Arrivés dans le Grand Fruit du Dragon – le pendant du Big Apple de l'autre côté du monde – tout le monde dort encore, mais nous réalisons déjà que nous sommes dans un autre monde. Rien que dans la station de métro, il y a certainement 10 fois plus d'écrans que nous en avons vus au cours du mois dernier, sans parler des chaînes de fast-food occidentales.
Lorsque nous arrivons à notre auberge à 7 heures, nous faisons une rencontre sympathique avec un employé de nuit légèrement lent, qui parle le pire allemand que j'ai jamais entendu de la part d'un Allemand, mais notre chambre ne sera prête qu'à 14h. Cela ne réjouit pas vraiment nos yeux fatigués, mais nous décidons de tenter notre chance en ville et de voir ce que KL a à offrir un dimanche matin.
Rapidement, nous découvrons qu'il y a relativement peu de choses. China Town, où nous avons le plus grand espoir d'activités, est immense, mais c'est ici qu'il y a un grand vide. À un moment donné, nous nous retrouvons dans un hôtel suisse et nous nous permettons, principalement par ennui, un buffet de petit-déjeuner de 4 € de première classe.
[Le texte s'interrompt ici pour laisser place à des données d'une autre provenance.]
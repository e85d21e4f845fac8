//! Process setup: tracing, and turning configuration into client settings.

use std::fmt::Display;

use tracing_subscriber::{layer::SubscriberExt, util::SubscriberInitExt};

use batchenc_core::config::ConfigProvider;
use batchenc_core::error::CoreError;
use batchenc_core::job::{load_job_list, EncodingJob};
use batchenc_encoding::api::ApiConfig;
use batchenc_encoding::models::{InputConfig, OutputConfig};
use batchenc_pipeline::dispatcher::DispatcherConfig;

/// Default `EnvFilter` directives when `RUST_LOG` is not set.
pub const DEFAULT_LOG_FILTER: &str =
    "batchenc_worker=info,batchenc_pipeline=info,batchenc_encoding=info,batchenc_core=info";

/// Install the global subscriber. `LOG_FORMAT=json` selects JSON output.
pub fn init_tracing() {
    let filter = tracing_subscriber::EnvFilter::try_from_default_env()
        .unwrap_or_else(|_| DEFAULT_LOG_FILTER.into());

    let json = std::env::var("LOG_FORMAT").is_ok_and(|v| v.eq_ignore_ascii_case("json"));

    if json {
        tracing_subscriber::registry()
            .with(filter)
            .with(tracing_subscriber::fmt::layer().json())
            .init();
    } else {
        tracing_subscriber::registry()
            .with(filter)
            .with(tracing_subscriber::fmt::layer())
            .init();
    }
}

/// Unwrap a setup result or log the error and exit with status 1.
pub fn exit_on_error<T, E: Display>(result: Result<T, E>, what: &str) -> T {
    result.unwrap_or_else(|e| {
        tracing::error!(error = %e, "{what}");
        std::process::exit(1);
    })
}

pub fn api_config(config: &ConfigProvider) -> Result<ApiConfig, CoreError> {
    let mut api = ApiConfig::new(config.api_url(), config.api_key()?);
    api.tenant_org_id = config.tenant_org_id();
    Ok(api)
}

/// Role-based S3 input when `S3_INPUT_ARN_ROLE` is set, HTTP otherwise.
pub fn input_config(config: &ConfigProvider) -> Result<InputConfig, CoreError> {
    match config.s3_input_arn_role() {
        Some(role_arn) => Ok(InputConfig::S3RoleBased {
            bucket_name: config.s3_input_bucket_name()?,
            role_arn,
            external_id: config.s3_input_external_id()?,
        }),
        None => Ok(InputConfig::Http {
            host: config.http_input_host()?,
        }),
    }
}

/// Role-based S3 output when `S3_OUTPUT_ARN_ROLE` is set, access keys
/// otherwise.
pub fn output_config(config: &ConfigProvider) -> Result<OutputConfig, CoreError> {
    let bucket_name = config.s3_output_bucket_name()?;
    match config.s3_output_arn_role() {
        Some(role_arn) => Ok(OutputConfig::S3RoleBased {
            bucket_name,
            role_arn,
            external_id: config.s3_output_external_id()?,
        }),
        None => Ok(OutputConfig::S3 {
            bucket_name,
            access_key: config.s3_output_access_key()?,
            secret_key: config.s3_output_secret_key()?,
        }),
    }
}

pub fn dispatcher_config(config: &ConfigProvider) -> Result<DispatcherConfig, CoreError> {
    Ok(DispatcherConfig {
        target_queue_size: config.batch_target_queue_size()?,
        max_retries: config.batch_max_retries()?,
        ..DispatcherConfig::default()
    })
}

/// Read the job list named by `BATCH_JOBS_FILE`.
pub fn load_jobs(config: &ConfigProvider) -> Result<Vec<EncodingJob>, CoreError> {
    let path = config.batch_jobs_file()?;
    let specs = load_job_list(&path)?;
    tracing::info!(path = %path.display(), jobs = specs.len(), "Job list loaded");
    Ok(specs.into_iter().map(EncodingJob::from).collect())
}

#[cfg(test)]
mod tests {
    use std::collections::HashMap;
    use std::io::Write;

    use assert_matches::assert_matches;
    use batchenc_core::config::keys;

    use super::*;

    fn provider(pairs: &[(&str, &str)]) -> ConfigProvider {
        let values: HashMap<String, String> = pairs
            .iter()
            .map(|(k, v)| (k.to_string(), v.to_string()))
            .collect();
        ConfigProvider::from_sources(vec![("test", values)])
    }

    #[test]
    fn api_config_uses_default_url_and_optional_tenant() {
        let api = api_config(&provider(&[(keys::API_KEY, "secret")])).unwrap();
        assert_eq!(api.base_url, "https://api.bitmovin.com/v1");
        assert_eq!(api.api_key, "secret");
        assert_eq!(api.tenant_org_id, None);

        let api = api_config(&provider(&[
            (keys::API_KEY, "secret"),
            (keys::API_URL, "https://encoding.test/v1"),
            (keys::TENANT_ORG_ID, "org-7"),
        ]))
        .unwrap();
        assert_eq!(api.base_url, "https://encoding.test/v1");
        assert_eq!(api.tenant_org_id.as_deref(), Some("org-7"));
    }

    #[test]
    fn missing_api_key_is_reported() {
        assert_matches!(
            api_config(&provider(&[])),
            Err(CoreError::MissingParameter { key, .. }) if key == keys::API_KEY
        );
    }

    #[test]
    fn input_defaults_to_http() {
        let input = input_config(&provider(&[(keys::HTTP_INPUT_HOST, "media.test")])).unwrap();
        assert_eq!(
            input,
            InputConfig::Http {
                host: "media.test".into()
            }
        );
    }

    #[test]
    fn input_role_arn_selects_role_based_s3() {
        let input = input_config(&provider(&[
            (keys::S3_INPUT_ARN_ROLE, "arn:aws:iam::1:role/in"),
            (keys::S3_INPUT_BUCKET_NAME, "sources"),
            (keys::S3_INPUT_EXT_ID, "ext-1"),
        ]))
        .unwrap();
        assert_eq!(
            input,
            InputConfig::S3RoleBased {
                bucket_name: "sources".into(),
                role_arn: "arn:aws:iam::1:role/in".into(),
                external_id: "ext-1".into(),
            }
        );
    }

    #[test]
    fn output_selection() {
        let keyed = output_config(&provider(&[
            (keys::S3_OUTPUT_BUCKET_NAME, "results"),
            (keys::S3_OUTPUT_ACCESS_KEY, "ak"),
            (keys::S3_OUTPUT_SECRET_KEY, "sk"),
        ]))
        .unwrap();
        assert_matches!(keyed, OutputConfig::S3 { bucket_name, .. } if bucket_name == "results");

        let role = output_config(&provider(&[
            (keys::S3_OUTPUT_BUCKET_NAME, "results"),
            (keys::S3_OUTPUT_ARN_ROLE, "arn:aws:iam::1:role/out"),
            (keys::S3_OUTPUT_EXT_ID, "ext-2"),
        ]))
        .unwrap();
        assert_matches!(role, OutputConfig::S3RoleBased { external_id, .. } if external_id == "ext-2");
    }

    #[test]
    fn dispatcher_config_reads_batch_settings() {
        let config = dispatcher_config(&provider(&[
            (keys::BATCH_TARGET_QUEUE_SIZE, "5"),
            (keys::BATCH_MAX_RETRIES, "0"),
        ]))
        .unwrap();
        assert_eq!(config.target_queue_size, 5);
        assert_eq!(config.max_retries, 0);
        assert_eq!(config.pass_interval, DispatcherConfig::default().pass_interval);

        assert_eq!(
            dispatcher_config(&provider(&[])).unwrap(),
            DispatcherConfig::default()
        );
    }

    #[test]
    fn load_jobs_reads_the_configured_file() {
        let mut file = tempfile::NamedTempFile::new().unwrap();
        write!(
            file,
            r#"[
                {{"name": "encoding1", "input_path": "/in/file1.mkv", "output_path": "/out/encoding1"}},
                {{"name": "encoding2", "input_path": "/in/file2.mkv", "output_path": "/out/encoding2"}}
            ]"#
        )
        .unwrap();

        let path = file.path().to_string_lossy().into_owned();
        let jobs = load_jobs(&provider(&[(keys::BATCH_JOBS_FILE, path.as_str())])).unwrap();

        assert_eq!(jobs.len(), 2);
        assert_eq!(jobs[1].name, "encoding2");
        assert_eq!(jobs[1].encoding_id, None);
        assert!(jobs.iter().all(|j| j.retry_count == 0));
    }
}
Mon système digestif se rebelle un peu, mais les endorphines libérées par ce bon repas compensent largement cela. Après avoir parcouru trois fois le buffet, nous faisons un peu de tourisme, apercevons quelques gratte-ciel, mais à ce moment-là, nous ne sommes guère fascinés.
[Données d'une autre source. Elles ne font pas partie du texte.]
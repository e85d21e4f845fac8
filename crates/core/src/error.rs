use std::path::PathBuf;

#[derive(Debug, thiserror::Error)]
pub enum CoreError {
    #[error("Missing configuration parameter {key} - {description}")]
    MissingParameter {
        key: String,
        description: String,
    },

    #[error("Invalid configuration parameter {key}: {reason}")]
    InvalidParameter { key: String, reason: String },

    #[error("Failed to read {}: {reason}", path.display())]
    ConfigFile { path: PathBuf, reason: String },

    #[error("Failed to load job list from {}: {reason}", path.display())]
    JobList { path: PathBuf, reason: String },

    #[error("Validation failed: {0}")]
    Validation(String),
}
Arrivés à l'auberge, il est 11 heures et je décide de sombrer dans un état de sommeil profond sur le canapé. 3 heures plus tard, Gudi me réveille parce que la chambre est prête et que je risque de devenir une seule entité avec le canapé en cuir à cause de ma transpiration.
Gudi n'a apparemment pas besoin de dormir, car au lieu de rester dans la chambre, elle veut immédiatement visiter les Twin Towers de KL, qui sont assez belles et hautes. Nous avons de la chance et trouvons une belle fenêtre temporelle où le soleil brille, ce qui nous pousse à nous sentir obligés de prendre un nombre inutile de photos de la tour et de nous dans toutes les positions. Lorsque Gudi refuse de prendre une photo de moi en équilibre sur les mains, car elles auraient l'air beaucoup trop penchées devant la tour, je suis vexé et l'ambiance se dégrade – mes équilibres sur les mains cependant, qui sont vraiment magnifiques, tout cela n'est qu'une question de perspective de la caméra.
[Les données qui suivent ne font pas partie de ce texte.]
impl CodecConfig {
    pub fn h264(height: u32, bitrate: u64) -> Self {
        Self::H264Video(VideoCodec {
            name: format!("H.264 {height}p"),
            preset: PresetConfiguration::VodStandard,
            height,
            bitrate,
        })
    }

    pub fn h265(height: u32, bitrate: u64) -> Self {
        Self::H265Video(VideoCodec {
            name: format!("H.265 {height}p"),
            preset: PresetConfiguration::VodStandard,
            height,
            bitrate,
        })
    }

    pub fn vp9(height: u32, bitrate: u64) -> Self {
        Self::Vp9Video(VideoCodec {
            name: format!("VP9 {height}p"),
            preset: PresetConfiguration::VodStandard,
            height,
            bitrate,
        })
    }

    pub fn aac(bitrate: u64) -> Self {
        Self::AacAudio(AudioCodec {
            name: format!("AAC {} kbit/s", bitrate / 1000),
            bitrate,
        })
    }

    pub fn vorbis(bitrate: u64) -> Self {
        Self::VorbisAudio(AudioCodec {
            name: format!("Vorbis {} kbit/s", bitrate / 1000),
            bitrate,
        })
    }

    pub fn endpoint(&self) -> &'static str {
        match self {
            Self::H264Video(_) => "encoding/configurations/video/h264",
            Self::H265Video(_) => "encoding/configurations/video/h265",
            Self::Vp9Video(_) => "encoding/configurations/video/vp9",
            Self::AacAudio(_) => "encoding/configurations/audio/aac",
            Self::VorbisAudio(_) => "encoding/configurations/audio/vorbis",
        }
    }

    pub fn name(&self) -> &str {
        match self {
            Self::H264Video(v) | Self::H265Video(v) | Self::Vp9Video(v) => &v.name,
            Self::AacAudio(a) | Self::VorbisAudio(a) => &a.name,
        }
    }

    /// Default segment directory: `video/<height>` or `audio/<kbit/s>`.
    pub fn segment_dir(&self) -> String {
        match self {
            Self::H264Video(v) | Self::H265Video(v) | Self::Vp9Video(v) => {
                format!("video/{}", v.height)
            }
            Self::AacAudio(a) | Self::VorbisAudio(a) => format!("audio/{}", a.bitrate / 1000),
        }
    }

    pub fn body(&self) -> Value {
        match self {
            Self::H264Video(v) | Self::H265Video(v) | Self::Vp9Video(v) => json!({
                "name": v.name,
                "presetConfiguration": v.preset,
                "height": v.height,
                "bitrate": v.bitrate,
            }),
            Self::AacAudio(a) | Self::VorbisAudio(a) => json!({
                "name": a.name,
                "bitrate": a.bitrate,
            }),
        }
    }
}

// ---------------------------------------------------------------------------
// Streams and muxings
// ---------------------------------------------------------------------------

/// Binds an input file to a codec configuration inside an encoding.
#[derive(Debug, Clone, PartialEq, Eq)]
pub struct StreamRequest {
    pub codec_config_id: ResourceId,
    pub input_id: ResourceId,
    pub input_path: String,
}

impl StreamRequest {
    pub fn body(&self) -> Value {
        json!({
            "codecConfigId": self.codec_config_id,
            "inputStreams": [{
                "inputId": self.input_id,
                "inputPath": self.input_path,
                "selectionMode": "AUTO",
            }],
        })
    }
}

/// Default segment length for segmented muxings, in seconds.
pub const DEFAULT_SEGMENT_LENGTH: f64 = 4.0;

#[derive(Debug, Clone, Copy, PartialEq, Eq)]
pub enum MuxingKind {
    Fmp4,
    Ts,
    Cmaf,
    Webm,
}

impl MuxingKind {
    fn path_segment(self) -> &'static str {
        match self {
            Self::Fmp4 => "fmp4",
            Self::Ts => "ts",
            Self::Cmaf => "cmaf",
            Self::Webm => "webm",
        }
    }
}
Peu après, nous nous frayons un chemin à travers la multitude de centres commerciaux à KL et finissons par retourner à l'auberge. Et au lit. Gudi est épuisée, moi moins, c'est pourquoi je rafraîchis ma soif de connaissance sur la montagne en regardant un documentaire sur Reinhold Messner.
Étant donné qu'une longue et commune voyage génère de nombreux moments amusants, où l'on apprend à connaître le soi-disant partenaire de voyage avec toutes ses particularités encore mieux que prévu, j'ai encore la chance d'admirer les folies et les sagesses de Gudi. Pour cette raison, ces particularités recevront une petite rubrique spéciale à partir de la prochaine publication de blog. Comme ma chère amie aime parfois donner le ton et aime donc souligner comment quelque chose doit être, je vais appeler mon petit sous-chapitre « Les Glorieuses Lois de Gudi ». Naturellement, il ne s'agira pas seulement de vérités communes mais aussi d'autres manies, peurs et folies de la bonne Gudrun.